Polizisten­mörder stoppt einen Frauenmörd­er

Rudolf Rebarczyk hat in Augsburg zwei Polizisten umgebracht. Nun hat er womöglich eine Bluttat verhindert

- VON JÖRG HEINZLE

Er hat zwei Augsburger Polizisten ermordet und war an einer Reihe von Raubüberfä­llen beteiligt. Rudolf Rebarczyk muss deshalb vermutlich den Rest seines Lebens im Gefängnis verbringen. Er gilt als kaltblütig­er Berufsverb­recher ohne Mitgefühl. In der nächsten Woche muss Rudolf Rebarczyk, 63, wieder einmal vor Gericht erscheinen. Jedoch nicht als Angeklagte­r, sondern in einer ungewohnte­n Rolle. Als Zeuge, der einen brutalen Übergriff auf eine Frau gestoppt hat.

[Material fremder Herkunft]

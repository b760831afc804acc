//! Environment-variable configuration for `broker-http-proxy` (component
//! D), covering the inputs spec.md §6 enumerates that this binary reads.

use std::net::SocketAddr;
use std::time::Duration;
use thiserror::Error;

#[derive(Debug, Error)]
pub enum ConfigError {
    #[error("missing required env var {0}")]
    Missing(&'static str),
    #[error("invalid value for {name}: {value}")]
    Invalid { name: &'static str, value: String },
}

#[derive(Debug, Clone)]
pub struct Config {
    pub bind: SocketAddr,
    pub vault_socket_path: std::path::PathBuf,
    pub session_signing_key: Vec<u8>,
    /// Default per-session, per-minute request budget; an individual
    /// `CredentialEntry.rate_limit_per_minute` overrides this for the
    /// per-credential counter.
    pub default_rate_limit_per_minute: u32,
    pub body_limit_bytes: usize,
    pub upstream_timeout: Duration,
    pub vault_rpc_timeout: Duration,
    /// Gates `GET /hosts` (spec.md §4.D "operator-only toggle"); off by
    /// default so target inventory is never disclosed accidentally.
    pub expose_hosts_endpoint: bool,
}

fn env_var(name: &'static str) -> Result<String, ConfigError> {
    std::env::var(name).map_err(|_| ConfigError::Missing(name))
}

fn env_var_or(name: &'static str, default: &str) -> String {
    std::env::var(name).unwrap_or_else(|_| default.to_string())
}

impl Config {
    pub fn from_env() -> Result<Self, ConfigError> {
        let bind_str = env_var_or("PROXY_BIND", "127.0.0.1:8081");
        let bind: SocketAddr = bind_str
            .parse()
            .map_err(|_| ConfigError::Invalid { name: "PROXY_BIND", value: bind_str.clone() })?;

        let vault_socket_path =
            std::path::PathBuf::from(env_var_or("VAULT_SOCKET_PATH", "/run/broker/vault.sock"));

        let session_signing_key = env_var("SESSION_SIGNING_KEY")?.into_bytes();

        let rate_str = env_var_or("PROXY_RATE_LIMIT", "60");
        let default_rate_limit_per_minute: u32 = rate_str
            .parse()
            .map_err(|_| ConfigError::Invalid { name: "PROXY_RATE_LIMIT", value: rate_str.clone() })?;

        let expose_hosts_endpoint = matches!(
            env_var_or("BROKER_EXPOSE_HOSTS", "false").to_ascii_lowercase().as_str(),
            "1" | "true" | "yes"
        );

        Ok(Self {
            bind,
            vault_socket_path,
            session_signing_key,
            default_rate_limit_per_minute,
            body_limit_bytes: broker_proxy_core::DEFAULT_BODY_LIMIT,
            upstream_timeout: broker_proxy_core::DEFAULT_UPSTREAM_TIMEOUT,
            vault_rpc_timeout: Duration::from_secs(5),
            expose_hosts_endpoint,
        })
    }
}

Es geht um ein Verbrechen, das sich in einem Gefängnis im rheinland-pfälzische­n Diez abgespielt hat. Rebarczyk verbüßt dort eine lebenslang­e Haftstrafe mit anschließe­nder Sicherungs­verwahrung, zu der er vom Augsburger Landgerich­t wegen des Mordes am Polizisten Mathias Vieth verurteilt worden ist. Die Haftanstal­t ist ein Hochsicher­heitsgefän­gnis für Schwerkrim­inelle. Anfang November vorigen Jahres bekam Rebarczyk dort Besuch von einer Bekannten. Er wurde in einen Raum gebracht, in dem sich noch weitere Häftlinge und Besucher befanden. Darunter war auch der Frauenmörd­er Thorsten S., 36. Er hatte Besuch von seiner 30-jährigen Ehefrau und deren beiden Kindern. In einem etwas abgeschirm­ten Familienbe­reich soll Thorsten S. seine Frau zuerst vergewalti­gt und dann mit einem aus einer Scherbe gebastelte­n Messer verletzt haben.

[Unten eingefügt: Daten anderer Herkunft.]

//! broker_netguard
//!
//! SSRF protection shared by the HTTP/LLM proxies' admission checks
//! (4.D/4.E) and the tool-call guardrail's L1 pre-hook (4.G). Defines the
//! host grammar the proxies require, the private/link-local/metadata
//! blocklist, and an allow-list matcher that supports wildcard-prefix
//! patterns for strict network mode.

use once_cell::sync::Lazy;
use regex::Regex;
use std::net::{IpAddr, Ipv4Addr, Ipv6Addr, SocketAddr};
use thiserror::Error;

#[derive(Debug, Error, PartialEq, Eq)]
pub enum NetGuardError {
    #[error("host fails grammar check: {0}")]
    BadHostGrammar(String),
    #[error("host resolves to a blocked address: {0}")]
    BlockedHost(String),
    #[error("host is not on the operator allow-list: {0}")]
    NotAllowed(String),
}

static HOST_GRAMMAR: Lazy<Regex> = Lazy::new(|| {
    Regex::new(r"^(?i)[a-z0-9](?:[a-z0-9.\-]*[a-z0-9])?(?::\d{1,5})?$").unwrap()
});

/// The operator-visible metadata/internal hostnames that must never be
/// reachable through the proxy, regardless of what they currently resolve
/// to (DNS rebinding defense-in-depth).
pub const BLOCKED_HOSTNAMES: &[&str] = &[
    "metadata.google.internal",
    "metadata.goog",
    "kubernetes.default.svc",
    "100.100.100.200",
];

/// Validate the `{host}` path segment grammar from spec.md §4.D step 2:
/// must match the host/port grammar and contain a dot, except for
/// `localhost[:PORT]`. Rejects user-info, whitespace, and percent-encoding
/// in the host segment.
pub fn validate_host_grammar(host: &str) -> Result<(), NetGuardError> {
    if host.contains('@') || host.contains('%') || host.chars().any(|c| c.is_whitespace()) {
        return Err(NetGuardError::BadHostGrammar(host.to_string()));
    }
    if !HOST_GRAMMAR.is_match(host) {
        return Err(NetGuardError::BadHostGrammar(host.to_string()));
    }
    let host_without_port = host.split(':').next().unwrap_or(host);
    let is_localhost = host_without_port.eq_ignore_ascii_case("localhost");
    if !is_localhost && !host_without_port.contains('.') {
        return Err(NetGuardError::BadHostGrammar(host.to_string()));
    }
    Ok(())
}

/// True if `ip` falls in a private, link-local, loopback, or
/// cloud-metadata range (spec.md §4.G L1 blocked-host set).
pub fn is_blocked_ip(ip: IpAddr) -> bool {
    match ip {
        IpAddr::V4(v4) => is_blocked_ipv4(v4),
        IpAddr::V6(v6) => is_blocked_ipv6(v6),
    }
}

fn is_blocked_ipv4(ip: Ipv4Addr) -> bool {
    let o = ip.octets();
    ip.is_loopback() // 127.0.0.0/8
        || o[0] == 10 // 10/8
        || (o[0] == 172 && (16..=31).contains(&o[1])) // 172.16/12
        || (o[0] == 192 && o[1] == 168) // 192.168/16
        || (o[0] == 169 && o[1] == 254) // 169.254/16 (link-local / AWS IMDS)
        || ip == Ipv4Addr::new(100, 100, 100, 200) // Alibaba metadata
}

fn is_blocked_ipv6(ip: Ipv6Addr) -> bool {
    if ip.is_loopback() {
        return true; // ::1
    }
    let seg = ip.segments();
    if seg[0] & 0xffc0 == 0xfe80 {
        return true; // fe80::/10
    }
    if seg[0] & 0xfe00 == 0xfc00 {
        return true; // fc00::/7
    }
    if let Some(v4) = ip.to_ipv4_mapped() {
        return is_blocked_ipv4(v4);
    }
    false
}

/// Classifies a host string (which may already be a literal IP) against
/// the static blocklist, without DNS resolution.
pub fn is_blocked_host_literal(host: &str) -> bool {
    let bare = host.split(':').next().unwrap_or(host);
    if BLOCKED_HOSTNAMES.iter().any(|h| h.eq_ignore_ascii_case(bare)) {
        return true;
    }
    if let Ok(ip) = bare.parse::<IpAddr>() {
        return is_blocked_ip(ip);
    }
    false
}

/// Resolves `host:port` (or `host` with `default_port`) and rejects if any
/// resolved address is blocked. This is the real SSRF defense — a
/// hostname that looks benign can still resolve to a private address.
pub async fn resolve_and_check(host: &str, default_port: u16) -> Result<Vec<SocketAddr>, NetGuardError> {
    if is_blocked_host_literal(host) {
        return Err(NetGuardError::BlockedHost(host.to_string()));
    }
    let lookup_target = if host.contains(':') { host.to_string() } else { format!("{host}:{default_port}") };
    let addrs: Vec<SocketAddr> = tokio::net::lookup_host(&lookup_target)
        .await
        .map_err(|_| NetGuardError::BlockedHost(host.to_string()))?
        .collect();
    if addrs.is_empty() {
        return Err(NetGuardError::BlockedHost(host.to_string()));
    }
    if addrs.iter().any(|a| is_blocked_ip(a.ip())) {
        return Err(NetGuardError::BlockedHost(host.to_string()));
    }
    Ok(addrs)
}

/// Operator allow-list with wildcard-prefix support: a pattern of
/// `*.example.com` matches any subdomain of `example.com` (but not
/// `example.com` itself); a bare pattern matches exactly.
pub fn host_allowed(host: &str, patterns: &[String]) -> bool {
    let bare = host.split(':').next().unwrap_or(host).to_ascii_lowercase();
    patterns.iter().any(|p| {
        let p = p.to_ascii_lowercase();
        if let Some(suffix) = p.strip_prefix("*.") {
            bare.ends_with(suffix) && bare.len() > suffix.len() && bare.as_bytes()[bare.len() - suffix.len() - 1] == b'.'
        } else {
            bare == p
        }
    })
}

/// `NETWORK_MODE` as configured for the tool-call guardrail's L1 web-fetch
/// check (spec.md §4.G, §6).
#[derive(Debug, Clone, Copy, PartialEq, Eq)]
pub enum NetworkMode {
    Strict,
    Permissive,
    Open,
}

impl std::str::FromStr for NetworkMode {
    type Err = NetGuardError;
    fn from_str(s: &str) -> Result<Self, Self::Err> {
        match s.to_ascii_lowercase().as_str() {
            "strict" => Ok(Self::Strict),
            "permissive" => Ok(Self::Permissive),
            "open" => Ok(Self::Open),
            other => Err(NetGuardError::BadHostGrammar(format!("unknown NETWORK_MODE: {other}"))),
        }
    }
}

/// Combines the blocked-domain list, operator allow-list, and
/// `NETWORK_MODE` into a single admission decision for a web-fetch host.
/// The private/link-local/metadata blocklist (`is_blocked_host_literal`)
/// is never bypassable by `NETWORK_MODE`; only the allow-list requirement
/// is. `NETWORK_MODE=open` is a deliberate, explicit bypass of the
/// allow-list requirement — see the Open Question in spec.md §9 — not a
/// silent clamp back to the default allow-list.
pub fn network_mode_permits(
    host: &str,
    mode: NetworkMode,
    blocked_domains: &[String],
    additional_domains: &[String],
) -> bool {
    if is_blocked_host_literal(host) {
        return false;
    }
    if !blocked_domains.is_empty() && host_allowed(host, blocked_domains) {
        return false;
    }
    match mode {
        NetworkMode::Open | NetworkMode::Permissive => true,
        NetworkMode::Strict => host_allowed(host, additional_domains),
    }
}

#[cfg(test)]
mod tests {
    use super::*;

    #[test]
    fn grammar_rejects_userinfo_and_percent() {
        assert!(validate_host_grammar("user@api.example.com").is_err());
        assert!(validate_host_grammar("api.example.com%0a").is_err());
    }

    #[test]
    fn grammar_requires_dot_unless_localhost() {
        assert!(validate_host_grammar("api.example.com").is_ok());
        assert!(validate_host_grammar("localhost:8080").is_ok());
        assert!(validate_host_grammar("noTLD").is_err());
    }

    #[test]
    fn blocks_loopback_and_private_v4() {
        assert!(is_blocked_ip("127.0.0.1".parse().unwrap()));
        assert!(is_blocked_ip("10.0.0.5".parse().unwrap()));
        assert!(is_blocked_ip("172.16.0.1".parse().unwrap()));
        assert!(is_blocked_ip("192.168.1.1".parse().unwrap()));
        assert!(is_blocked_ip("169.254.169.254".parse().unwrap()));
        assert!(!is_blocked_ip("8.8.8.8".parse().unwrap()));
    }

    #[test]
    fn blocks_link_local_and_unique_local_v6() {
        assert!(is_blocked_ip("::1".parse().unwrap()));
        assert!(is_blocked_ip("fe80::1".parse().unwrap()));
        assert!(is_blocked_ip("fc00::1".parse().unwrap()));
        assert!(!is_blocked_ip("2001:4860:4860::8888".parse().unwrap()));
    }

    #[test]
    fn blocks_metadata_hostnames() {
        assert!(is_blocked_host_literal("metadata.google.internal"));
        assert!(is_blocked_host_literal("100.100.100.200"));
        assert!(!is_blocked_host_literal("api.openai.com"));
    }

    #[test]
    fn wildcard_allowlist_matches_subdomains_only() {
        let patterns = vec!["*.example.com".to_string()];
        assert!(host_allowed("api.example.com", &patterns));
        assert!(!host_allowed("example.com", &patterns));
        assert!(!host_allowed("evilexample.com", &patterns));
    }

    #[test]
    fn strict_mode_requires_allowlist_permissive_does_not() {
        let additional = vec!["api.example.com".to_string()];
        assert!(network_mode_permits("api.example.com", NetworkMode::Strict, &[], &additional));
        assert!(!network_mode_permits("other.example.com", NetworkMode::Strict, &[], &additional));
        assert!(network_mode_permits("other.example.com", NetworkMode::Permissive, &[], &additional));
    }

    #[test]
    fn open_mode_bypasses_allowlist_but_never_the_metadata_blocklist() {
        assert!(network_mode_permits("anything.example.com", NetworkMode::Open, &[], &[]));
        assert!(!network_mode_permits("169.254.169.254", NetworkMode::Open, &[], &[]));
        assert!(!network_mode_permits("metadata.google.internal", NetworkMode::Open, &[], &[]));
    }

    #[test]
    fn blocked_domains_override_even_strict_allowlist() {
        let additional = vec!["evil.example.com".to_string()];
        let blocked = vec!["evil.example.com".to_string()];
        assert!(!network_mode_permits("evil.example.com", NetworkMode::Strict, &blocked, &additional));
    }
}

Die Justizbeam­ten bekamen davon zunächst offenbar nichts mit. Als Thorsten S. auf seine Frau mit der Scherbe einstach, bemerkte aber Rudolf Rebarczyk den Übergriff und ging dazwischen. Dann wurden auch die Wachleute auf den Tumult aufmerksam. Die Frau hatte mehrere Stichverle­tzungen, unter anderem am Hals und an der Brust. Lebensbedr­ohlich waren die Stiche nicht, Thorsten S. traf keine wichtigen Adern. Die Staatsanwa­ltschaft hat ihn aber angeklagt – wegen Vergewalti­gung, gefährlich­er Körperverl­etzung und versuchten Mordes.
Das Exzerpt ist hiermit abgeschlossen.